▶ **WHAT THE TASK REQUIRES**:
Which lines of the records below contain the word "this"? Show each one.
*** DATASET ENTRIES Section Begins ***
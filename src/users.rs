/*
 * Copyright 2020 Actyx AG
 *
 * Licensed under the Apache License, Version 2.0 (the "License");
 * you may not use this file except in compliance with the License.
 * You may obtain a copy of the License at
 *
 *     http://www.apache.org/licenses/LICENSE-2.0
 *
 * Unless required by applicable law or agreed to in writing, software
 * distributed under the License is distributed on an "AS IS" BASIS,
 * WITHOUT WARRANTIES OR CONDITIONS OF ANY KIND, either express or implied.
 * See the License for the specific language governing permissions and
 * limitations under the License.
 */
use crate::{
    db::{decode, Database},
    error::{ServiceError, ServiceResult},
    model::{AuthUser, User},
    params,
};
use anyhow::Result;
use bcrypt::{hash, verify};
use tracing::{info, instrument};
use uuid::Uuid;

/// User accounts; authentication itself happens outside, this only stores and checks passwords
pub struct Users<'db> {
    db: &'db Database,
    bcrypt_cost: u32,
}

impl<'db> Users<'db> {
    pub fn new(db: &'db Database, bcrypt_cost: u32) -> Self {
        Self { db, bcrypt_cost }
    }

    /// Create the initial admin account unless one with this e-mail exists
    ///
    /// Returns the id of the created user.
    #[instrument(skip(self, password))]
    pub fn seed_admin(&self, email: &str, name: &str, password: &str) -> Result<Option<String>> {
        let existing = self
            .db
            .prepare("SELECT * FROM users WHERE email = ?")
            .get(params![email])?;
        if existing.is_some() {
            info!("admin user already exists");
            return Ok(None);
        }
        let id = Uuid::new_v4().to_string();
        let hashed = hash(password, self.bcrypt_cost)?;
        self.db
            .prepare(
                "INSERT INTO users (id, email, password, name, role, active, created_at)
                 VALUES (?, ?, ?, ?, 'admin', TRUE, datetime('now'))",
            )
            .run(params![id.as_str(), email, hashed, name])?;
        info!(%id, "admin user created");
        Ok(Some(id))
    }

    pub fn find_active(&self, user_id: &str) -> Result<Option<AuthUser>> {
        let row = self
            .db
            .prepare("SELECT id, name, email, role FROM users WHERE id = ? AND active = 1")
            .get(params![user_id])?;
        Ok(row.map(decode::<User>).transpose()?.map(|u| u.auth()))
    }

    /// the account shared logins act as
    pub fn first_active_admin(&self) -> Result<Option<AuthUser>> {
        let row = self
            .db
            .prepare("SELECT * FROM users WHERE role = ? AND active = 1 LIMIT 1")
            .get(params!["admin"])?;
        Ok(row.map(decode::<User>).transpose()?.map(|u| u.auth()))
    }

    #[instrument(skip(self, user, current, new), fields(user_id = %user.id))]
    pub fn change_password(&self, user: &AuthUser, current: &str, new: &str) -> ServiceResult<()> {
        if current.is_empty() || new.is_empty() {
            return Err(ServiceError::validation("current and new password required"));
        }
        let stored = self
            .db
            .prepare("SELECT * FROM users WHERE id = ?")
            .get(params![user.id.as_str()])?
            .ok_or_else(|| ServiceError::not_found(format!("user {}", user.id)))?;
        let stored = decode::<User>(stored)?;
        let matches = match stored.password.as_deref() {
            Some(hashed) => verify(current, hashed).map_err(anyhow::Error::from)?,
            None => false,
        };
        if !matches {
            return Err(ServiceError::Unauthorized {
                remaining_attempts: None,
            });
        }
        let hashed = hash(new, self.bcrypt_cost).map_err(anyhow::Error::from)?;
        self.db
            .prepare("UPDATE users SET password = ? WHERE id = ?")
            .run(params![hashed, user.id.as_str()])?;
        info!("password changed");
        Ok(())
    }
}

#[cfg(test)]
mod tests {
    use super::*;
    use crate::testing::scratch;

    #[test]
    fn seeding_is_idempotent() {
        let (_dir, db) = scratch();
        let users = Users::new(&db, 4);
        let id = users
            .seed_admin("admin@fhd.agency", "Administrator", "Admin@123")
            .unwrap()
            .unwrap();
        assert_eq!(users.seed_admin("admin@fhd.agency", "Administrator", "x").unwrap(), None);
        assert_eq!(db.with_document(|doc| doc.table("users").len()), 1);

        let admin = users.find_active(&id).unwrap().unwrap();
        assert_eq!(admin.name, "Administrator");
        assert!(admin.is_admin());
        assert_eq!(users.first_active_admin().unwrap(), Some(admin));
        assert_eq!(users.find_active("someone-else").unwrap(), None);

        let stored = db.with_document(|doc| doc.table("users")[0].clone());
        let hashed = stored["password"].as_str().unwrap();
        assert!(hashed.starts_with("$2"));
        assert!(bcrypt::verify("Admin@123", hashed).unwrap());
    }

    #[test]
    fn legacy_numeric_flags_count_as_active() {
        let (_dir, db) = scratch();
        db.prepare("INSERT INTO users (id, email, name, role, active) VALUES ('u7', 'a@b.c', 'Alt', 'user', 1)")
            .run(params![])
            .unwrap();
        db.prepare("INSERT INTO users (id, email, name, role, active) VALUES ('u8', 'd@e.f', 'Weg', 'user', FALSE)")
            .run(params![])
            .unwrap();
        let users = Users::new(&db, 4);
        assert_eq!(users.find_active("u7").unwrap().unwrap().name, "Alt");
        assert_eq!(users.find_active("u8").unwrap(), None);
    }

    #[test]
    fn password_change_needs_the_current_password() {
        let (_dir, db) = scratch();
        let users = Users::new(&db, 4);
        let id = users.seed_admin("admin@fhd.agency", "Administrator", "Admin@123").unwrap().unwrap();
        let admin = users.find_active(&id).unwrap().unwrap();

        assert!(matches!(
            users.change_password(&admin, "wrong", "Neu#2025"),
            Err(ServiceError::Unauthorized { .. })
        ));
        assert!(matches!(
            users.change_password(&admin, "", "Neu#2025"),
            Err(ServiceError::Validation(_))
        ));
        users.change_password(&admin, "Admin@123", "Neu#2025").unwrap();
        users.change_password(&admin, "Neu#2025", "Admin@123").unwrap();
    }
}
*** DATASET ENTRIES Section Ends ***
▶ **OUTPUT OF THE TASK**:
 * you may not use this file except in compliance with the License.
/// User accounts; authentication itself happens outside, this only stores and checks passwords
    /// Create the initial admin account unless one with this e-mail exists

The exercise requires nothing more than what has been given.